▸ **Task brief**
Write out all of the entries exactly, please.

▸ **Source records**
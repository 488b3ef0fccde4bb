//! Validation, classification and registration of games.

use std::sync::Arc;

use tracing::{debug, info, warn};

use crate::{
    error::{Result, VideojuegoError},
    models::{Categoria, Videojuego, PLATFORM_MOVIL},
    repository::VideojuegoRepository,
};

/// Lowest classifiable score.
pub const MIN_SCORE: i32 = 0;
/// Highest classifiable score.
pub const MAX_SCORE: i32 = 100;
/// Hours above which a mobile game counts as long.
pub const MOVIL_LONG_GAME_HOURS: u32 = 20;
/// Hours above which any other game counts as long.
pub const DEFAULT_LONG_GAME_HOURS: u32 = 50;

/// Stateless facade over a [`VideojuegoRepository`].
#[derive(Clone)]
pub struct VideojuegoService {
    repository: Arc<dyn VideojuegoRepository>,
}

impl VideojuegoService {
    /// Wrap the repository the service will delegate persistence to.
    pub fn new(repository: Arc<dyn VideojuegoRepository>) -> Self {
        Self { repository }
    }

    /// Map a score to its quality category.
    ///
    /// 50 is the first `Bueno` score and 90 the first `ObraMaestra` score.
    pub fn classify(&self, score: i32) -> Result<Categoria> {
        let categoria = match score {
            0..=49 => Categoria::Malo,
            50..=89 => Categoria::Bueno,
            90..=100 => Categoria::ObraMaestra,
            _ => return Err(VideojuegoError::OutOfRange { score }),
        };
        debug!(score, %categoria, "score classified");
        Ok(categoria)
    }

    /// Classify a stored game by its score.
    pub fn classify_game(&self, game: &Videojuego) -> Result<Categoria> {
        self.classify(game.score())
    }

    /// Hours a game on `platform` must exceed to count as long.
    pub fn long_game_threshold(&self, platform: &str) -> u32 {
        if platform == PLATFORM_MOVIL {
            MOVIL_LONG_GAME_HOURS
        } else {
            DEFAULT_LONG_GAME_HOURS
        }
    }

    /// True when the game's hours strictly exceed its platform threshold.
    pub fn is_long_game(&self, game: &Videojuego) -> bool {
        game.hours_played() > self.long_game_threshold(game.platform())
    }

    /// Validate the raw fields, build a game and hand it to the repository.
    ///
    /// Checks run in order: title, hours, platform, score. The first failure
    /// is returned and nothing is saved.
    pub fn register(
        &self,
        title: Option<&str>,
        platform: &str,
        hours_played: i32,
        score: i32,
    ) -> Result<()> {
        let game = validate(title, platform, hours_played, score).inspect_err(|err| {
            warn!(title = title.unwrap_or_default(), %err, "registration rejected");
        })?;

        let title = game.title().to_string();
        self.repository
            .save(game)
            .map_err(VideojuegoError::Repository)?;
        info!(title = %title, platform, hours_played, score, "game registered");
        Ok(())
    }

    /// Look a game up by its exact title.
    pub fn find_by_title(&self, title: &str) -> Result<Option<Videojuego>> {
        let found = self
            .repository
            .find_by_title(title)
            .map_err(VideojuegoError::Repository)?;
        debug!(title, found = found.is_some(), "title lookup");
        Ok(found)
    }

    /// Every stored game, in repository order.
    pub fn list(&self) -> Result<Vec<Videojuego>> {
        self.repository
            .get_all()
            .map_err(VideojuegoError::Repository)
    }
}

fn validate(
    title: Option<&str>,
    platform: &str,
    hours_played: i32,
    score: i32,
) -> Result<Videojuego> {
    let title = match title {
        Some(title) if !title.trim().is_empty() => title,
        Some(_) => return Err(VideojuegoError::invalid("title", "must not be blank")),
        None => return Err(VideojuegoError::invalid("title", "is required")),
    };
    let hours = u32::try_from(hours_played).map_err(|_| {
        VideojuegoError::invalid("hours_played", format!("must be >= 0, got {hours_played}"))
    })?;
    if platform.trim().is_empty() {
        return Err(VideojuegoError::invalid("platform", "must not be blank"));
    }
    if !(MIN_SCORE..=MAX_SCORE).contains(&score) {
        return Err(VideojuegoError::invalid(
            "score",
            format!("must be within {MIN_SCORE}..={MAX_SCORE}, got {score}"),
        ));
    }
    Ok(Videojuego::new(title, platform, hours, score))
}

▸ **Problem solution**
repository 488b3ef0fccde4bb
//! Validation, classification and registration of games.

use std::sync::Arc;

use tracing::{debug, info, warn};

use crate::{
    error::{Result, VideojuegoError},
    models::{Categoria, Videojuego, PLATFORM_MOVIL},
    repository::VideojuegoRepository,
};

/// Lowest classifiable score.
pub const MIN_SCORE: i32 = 0;
/// Highest classifiable score.
pub const MAX_SCORE: i32 = 100;
/// Hours above which a mobile game counts as long.
pub const MOVIL_LONG_GAME_HOURS: u32 = 20;
/// Hours above which any other game counts as long.
pub const DEFAULT_LONG_GAME_HOURS: u32 = 50;

/// Stateless facade over a [`VideojuegoRepository`].
#[derive(Clone)]
pub struct VideojuegoService {
    repository: Arc<dyn VideojuegoRepository>,
}

impl VideojuegoService {
    /// Wrap the repository the service will delegate persistence to.
    pub fn new(repository: Arc<dyn VideojuegoRepository>) -> Self {
        Self { repository }
    }

    /// Map a score to its quality category.
    ///
    /// 50 is the first `Bueno` score and 90 the first `ObraMaestra` score.
    pub fn classify(&self, score: i32) -> Result<Categoria> {
        let categoria = match score {
            0..=49 => Categoria::Malo,
            50..=89 => Categoria::Bueno,
            90..=100 => Categoria::ObraMaestra,
            _ => return Err(VideojuegoError::OutOfRange { score }),
        };
        debug!(score, %categoria, "score classified");
        Ok(categoria)
    }

    /// Classify a stored game by its score.
    pub fn classify_game(&self, game: &Videojuego) -> Result<Categoria> {
        self.classify(game.score())
    }

    /// Hours a game on `platform` must exceed to count as long.
    pub fn long_game_threshold(&self, platform: &str) -> u32 {
        if platform == PLATFORM_MOVIL {
            MOVIL_LONG_GAME_HOURS
        } else {
            DEFAULT_LONG_GAME_HOURS
        }
    }

    /// True when the game's hours strictly exceed its platform threshold.
    pub fn is_long_game(&self, game: &Videojuego) -> bool {
        game.hours_played() > self.long_game_threshold(game.platform())
    }

    /// Validate the raw fields, build a game and hand it to the repository.
    ///
    /// Checks run in order: title, hours, platform, score. The first failure
    /// is returned and nothing is saved.
    pub fn register(
        &self,
        title: Option<&str>,
        platform: &str,
        hours_played: i32,
        score: i32,
    ) -> Result<()> {
        let game = validate(title, platform, hours_played, score).inspect_err(|err| {
            warn!(title = title.unwrap_or_default(), %err, "registration rejected");
        })?;

        let title = game.title().to_string();
        self.repository
            .save(game)
            .map_err(VideojuegoError::Repository)?;
        info!(title = %title, platform, hours_played, score, "game registered");
        Ok(())
    }

    /// Look a game up by its exact title.
    pub fn find_by_title(&self, title: &str) -> Result<Option<Videojuego>> {
        let found = self
            .repository
            .find_by_title(title)
            .map_err(VideojuegoError::Repository)?;
        debug!(title, found = found.is_some(), "title lookup");
        Ok(found)
    }

    /// Every stored game, in repository order.
    pub fn list(&self) -> Result<Vec<Videojuego>> {
        self.repository
            .get_all()
            .map_err(VideojuegoError::Repository)
    }
}

fn validate(
    title: Option<&str>,
    platform: &str,
    hours_played: i32,
    score: i32,
) -> Result<Videojuego> {
    let title = match title {
        Some(title) if !title.trim().is_empty() => title,
        Some(_) => return Err(VideojuegoError::invalid("title", "must not be blank")),
        None => return Err(VideojuegoError::invalid("title", "is required")),
    };
    let hours = u32::try_from(hours_played).map_err(|_| {
        VideojuegoError::invalid("hours_played", format!("must be >= 0, got {hours_played}"))
    })?;
    if platform.trim().is_empty() {
        return Err(VideojuegoError::invalid("platform", "must not be blank"));
    }
    if !(MIN_SCORE..=MAX_SCORE).contains(&score) {
        return Err(VideojuegoError::invalid(
            "score",
            format!("must be within {MIN_SCORE}..={MAX_SCORE}, got {score}"),
        ));
    }
    Ok(Videojuego::new(title, platform, hours, score))
}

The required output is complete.